Talvez você seja bastante agressivo e esse comportamento gere mal-entendidos e limitações na intimidade do casal. Pode ser que você não se sinta reconhecido ou valorizado em suas relações e, por isso, vá se afastando do seu parceiro. Pode ser que você tenha dificuldade de se expressar, não goste de se relacionar com os amigos de seu parceiro e isso acabe criando uma dificuldade nas redes sociais do casal.

Talvez não aconteça nada em sua relação. Será que ela está estacionada em ponto morto?

E quando se trata da sexualidade, como você se relaciona com o prazer? Acredita que o outro seja o único responsável pelo seu prazer? Como vai o seu prazer de viver?

Pois é, as perguntas não param! Tantos outros desafios acontecem entre, pelo menos, duas pessoas. O caminho da relação, é o meu caminho.

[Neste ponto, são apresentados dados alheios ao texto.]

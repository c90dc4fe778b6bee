//! Image prompts.

use serde::{Deserialize, Serialize};

/// A prompt for one image, with optional thematic context.
#[derive(Debug, Clone, PartialEq, Eq, Serialize, Deserialize)]
pub struct ImagePrompt {
    /// The subject of the image.
    pub prompt: String,
    /// Styling or thematic context folded in for generative backends.
    pub theme_prompt: Option<String>,
}

impl ImagePrompt {
    /// Creates a prompt without a theme.
    pub fn new(prompt: impl Into<String>) -> Self {
        Self {
            prompt: prompt.into(),
            theme_prompt: None,
        }
    }

    /// Sets the theme.
    pub fn with_theme(mut self, theme: impl Into<String>) -> Self {
        self.theme_prompt = Some(theme.into());
        self
    }

    /// Returns the text actually sent to a backend.
    ///
    /// Stock searches want raw keywords, so callers pass `with_theme = false`
    /// for them. A blank theme is ignored.
    pub fn effective_prompt(&self, with_theme: bool) -> String {
        match self.theme_prompt.as_deref().map(str::trim) {
            Some(theme) if with_theme && !theme.is_empty() => {
                format!("{}, {}", self.prompt, theme)
            }
            _ => self.prompt.clone(),
        }
    }
}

Através dele, experimento constantemente a possibilidade de transcender, curar, reprocessar os vínculos e feridas infantis, tornando-me cada vez mais um ser humano mais humano, mais amadurecido, resiliente e, portanto, menos reativo.

Minhas qualidades vão tomando um espaço maior em minha vida, me sinto mais amoroso e compassivo, além de cada vez mais agradecido e pleno. E nessa plenitude aceito o outro cada vez mais como ele é e, à medida em que vou tomando consciência, vou me despedindo das expectativas que ainda tenho em relação a ele, aprendendo a me dar o que antes exigia do parceiro. E assim vamos caminhando na direção de um relacionamento saudável.